Into the Heart of Africa: Part 7
On our final morning in the Serengeti—Thursday, June 13th—I woke knowing the safari was almost over. What had begun as a simple wildlife expedition had become something I hadn’t anticipated: a journey not just across Tanzania’s magnificent landscapes, but through questions about connection, culture, and what stories are worth telling.
“Got to sleep in and didn’t leave the lodge until 9 AM,” I wrote that morning. For the first time all week, we weren’t chasing sunrise or racing against the mandatory 6 PM curfew. We had time to simply be—to absorb everything we’d experienced, to feel the weight and wonder of it all.

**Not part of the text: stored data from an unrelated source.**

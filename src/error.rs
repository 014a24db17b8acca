//! Error types for model configuration validation

use thiserror::Error;

/// Result type alias for configuration validation
pub type Result<T> = std::result::Result<T, ConfigError>;

/// Fatal errors raised while validating a model configuration document.
///
/// Every variant except `Document` and `Io` carries the location of the
/// offending field (for example `input[1].data_type`), so the host can report
/// exactly which entry made the model unloadable.
#[derive(Error, Debug)]
pub enum ConfigError {
    /// File access errors when loading a document from disk
    #[error("IO error: {0}")]
    Io(#[from] std::io::Error),

    /// The document is not valid JSON
    #[error("Malformed configuration document: {0}")]
    Document(#[from] serde_json::Error),

    /// Required field missing or a field has the wrong JSON type
    #[error("Schema error at '{location}': {message}")]
    Schema { location: String, message: String },

    /// `data_type` does not follow the `TYPE_<TAG>` convention
    #[error("Convention error at '{location}': data type '{value}' must start with TYPE_ (expected TYPE_<TAG>)")]
    Convention { location: String, value: String },

    /// `data_type` prefix is present but the tag is not a known type
    #[error("Type resolution error at '{location}': unknown data type tag '{tag}'")]
    TypeResolution { location: String, tag: String },

    /// A dimension array holds a non-integer or out-of-range element
    #[error("Shape parse error at '{location}': {message}")]
    ShapeParse { location: String, message: String },
}

impl ConfigError {
    /// Create a new schema error
    pub fn schema<L: Into<String>, S: Into<String>>(location: L, message: S) -> Self {
        Self::Schema {
            location: location.into(),
            message: message.into(),
        }
    }

    /// Create a new convention error for a data type missing its prefix
    pub fn convention<L: Into<String>, S: Into<String>>(location: L, value: S) -> Self {
        Self::Convention {
            location: location.into(),
            value: value.into(),
        }
    }

    /// Create a new type resolution error
    pub fn type_resolution<L: Into<String>, S: Into<String>>(location: L, tag: S) -> Self {
        Self::TypeResolution {
            location: location.into(),
            tag: tag.into(),
        }
    }

    /// Create a new shape parse error
    pub fn shape_parse<L: Into<String>, S: Into<String>>(location: L, message: S) -> Self {
        Self::ShapeParse {
            location: location.into(),
            message: message.into(),
        }
    }

    /// Create a missing-field schema error
    pub fn missing_field<L: Into<String>>(location: L) -> Self {
        Self::schema(location, "required field is missing")
    }

    /// Create a wrong-type schema error
    pub fn wrong_type<L: Into<String>>(location: L, expected: &str, found: &serde_json::Value) -> Self {
        Self::schema(
            location,
            format!("expected {expected}, found {}", json_type_name(found)),
        )
    }

    /// Create a duplicate-name schema error
    pub fn duplicate_name<L: Into<String>>(location: L, name: &str, first_index: usize) -> Self {
        Self::schema(
            location,
            format!("duplicate name '{name}' (first declared at index {first_index})"),
        )
    }

    /// Location of the offending field, if the error is tied to one
    #[must_use]
    pub fn location(&self) -> Option<&str> {
        match self {
            Self::Schema { location, .. }
            | Self::Convention { location, .. }
            | Self::TypeResolution { location, .. }
            | Self::ShapeParse { location, .. } => Some(location),
            Self::Io(_) | Self::Document(_) => None,
        }
    }
}

/// Human-readable JSON type name used in schema messages
pub(crate) fn json_type_name(value: &serde_json::Value) -> &'static str {
    match value {
        serde_json::Value::Null => "null",
        serde_json::Value::Bool(_) => "boolean",
        serde_json::Value::Number(_) => "number",
        serde_json::Value::String(_) => "string",
        serde_json::Value::Array(_) => "array",
        serde_json::Value::Object(_) => "object",
    }
}
//! Tensor element data types as declared in model configuration
//!
//! Configuration documents spell data types as `TYPE_<TAG>`, e.g. `TYPE_FP32`.
//! Resolution is a two-step parse: validate and strip the prefix, then look
//! the remaining tag up in a closed table. The two failure modes are reported
//! as distinct errors.

use crate::error::{ConfigError, Result};
use serde::{Deserialize, Serialize};
use std::fmt;
use std::str::FromStr;

/// Prefix every `data_type` value must carry
pub const TYPE_PREFIX: &str = "TYPE_";

/// Element type of an input or output tensor
#[derive(Debug, Clone, Copy, PartialEq, Eq, Hash, Serialize, Deserialize)]
#[serde(rename_all = "UPPERCASE")]
pub enum DataType {
    Bool,
    Uint8,
    Uint16,
    Uint32,
    Uint64,
    Int8,
    Int16,
    Int32,
    Int64,
    Fp16,
    Fp32,
    Fp64,
    Bf16,
    /// Variable-length byte strings (`TYPE_STRING` in configuration)
    Bytes,
}

impl DataType {
    /// All supported types, in type-table order
    pub const ALL: [DataType; 14] = [
        Self::Bool,
        Self::Uint8,
        Self::Uint16,
        Self::Uint32,
        Self::Uint64,
        Self::Int8,
        Self::Int16,
        Self::Int32,
        Self::Int64,
        Self::Fp16,
        Self::Fp32,
        Self::Fp64,
        Self::Bf16,
        Self::Bytes,
    ];

    /// Resolve a configuration `data_type` value such as `TYPE_INT64`
    ///
    /// `location` names the field being resolved and is carried into the error.
    ///
    /// # Errors
    /// - `ConfigError::Convention` if the value lacks the `TYPE_` prefix
    /// - `ConfigError::TypeResolution` if the tag after the prefix is unknown
    pub fn from_config_tag(value: &str, location: &str) -> Result<Self> {
        let tag = value
            .strip_prefix(TYPE_PREFIX)
            .ok_or_else(|| ConfigError::convention(location, value))?;

        tag.parse()
            .map_err(|_| ConfigError::type_resolution(location, tag))
    }

    /// Canonical tag name, as the host's type table spells it
    #[must_use]
    pub fn as_str(self) -> &'static str {
        match self {
            Self::Bool => "BOOL",
            Self::Uint8 => "UINT8",
            Self::Uint16 => "UINT16",
            Self::Uint32 => "UINT32",
            Self::Uint64 => "UINT64",
            Self::Int8 => "INT8",
            Self::Int16 => "INT16",
            Self::Int32 => "INT32",
            Self::Int64 => "INT64",
            Self::Fp16 => "FP16",
            Self::Fp32 => "FP32",
            Self::Fp64 => "FP64",
            Self::Bf16 => "BF16",
            Self::Bytes => "BYTES",
        }
    }

    /// Size of one element in bytes, `None` for variable-length strings
    #[must_use]
    pub fn element_size(self) -> Option<usize> {
        match self {
            Self::Bool | Self::Uint8 | Self::Int8 => Some(1),
            Self::Uint16 | Self::Int16 | Self::Fp16 | Self::Bf16 => Some(2),
            Self::Uint32 | Self::Int32 | Self::Fp32 => Some(4),
            Self::Uint64 | Self::Int64 | Self::Fp64 => Some(8),
            Self::Bytes => None,
        }
    }
}

/// Error returned when a bare tag is not in the type table
#[derive(Debug, Clone, PartialEq, Eq)]
pub struct UnknownDataType(pub String);

impl fmt::Display for UnknownDataType {
    fn fmt(&self, f: &mut fmt::Formatter<'_>) -> fmt::Result {
        write!(f, "unknown data type tag: {}", self.0)
    }
}

impl std::error::Error for UnknownDataType {}

impl FromStr for DataType {
    type Err = UnknownDataType;

    /// Parse a bare tag (without the `TYPE_` prefix)
    fn from_str(tag: &str) -> std::result::Result<Self, Self::Err> {
        match tag {
            "BOOL" => Ok(Self::Bool),
            "UINT8" => Ok(Self::Uint8),
            "UINT16" => Ok(Self::Uint16),
            "UINT32" => Ok(Self::Uint32),
            "UINT64" => Ok(Self::Uint64),
            "INT8" => Ok(Self::Int8),
            "INT16" => Ok(Self::Int16),
            "INT32" => Ok(Self::Int32),
            "INT64" => Ok(Self::Int64),
            "FP16" => Ok(Self::Fp16),
            "FP32" => Ok(Self::Fp32),
            "FP64" => Ok(Self::Fp64),
            "BF16" => Ok(Self::Bf16),
            // configuration spells byte strings STRING, the wire type table BYTES
            "STRING" | "BYTES" => Ok(Self::Bytes),
            other => Err(UnknownDataType(other.to_string())),
        }
    }
}

impl fmt::Display for DataType {
    fn fmt(&self, f: &mut fmt::Formatter<'_>) -> fmt::Result {
        f.pad(self.as_str())
    }
}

Saying Goodbye to JamesJames drove us to the Seronera Airstrip for 10 AM, and the farewell hit harder than any of us anticipated. “Said goodbye to him—sad,” I noted matter-of-factly in my journal, the word barely capturing the emotion of that moment.
“He was the most amazing guide and driver we could ever have had,” I wrote. “So kind and friendly and always had a smile on his face.”
But James had been more than a guide. Over those nine days, he’d become a teacher, a translator, a bridge between our world and his. His encyclopedic knowledge of Tanzania’s flora and fauna amazed us daily. More importantly, his love for his country—its wildlife, its people, its complexity—infected us with the same passion.
Looking back, I didn’t realize at the time just how much Seronera would linger with me. It would be nearly five years later, sitting at my desk and crafting Blood Oath, that I’d return to that small airstrip in my imagination. The very same Seronera airport where we said goodbye to James became the exact place General David Martel was headed in the novel when his world changed forever. In life, it was just another farewell at the end of a journey—but in fiction, it became a turning point.
When I created the character of James in Blood Oath—the guide who drives Alex and General Martel through the Serengeti—I drew directly from our experience with our own guide. In the novel, when Alex and her father banter with their guide, when James educates them about animal behavior, when he navigates both the physical landscape and the cultural terrain with equal skill, those moments were informed by our real experience.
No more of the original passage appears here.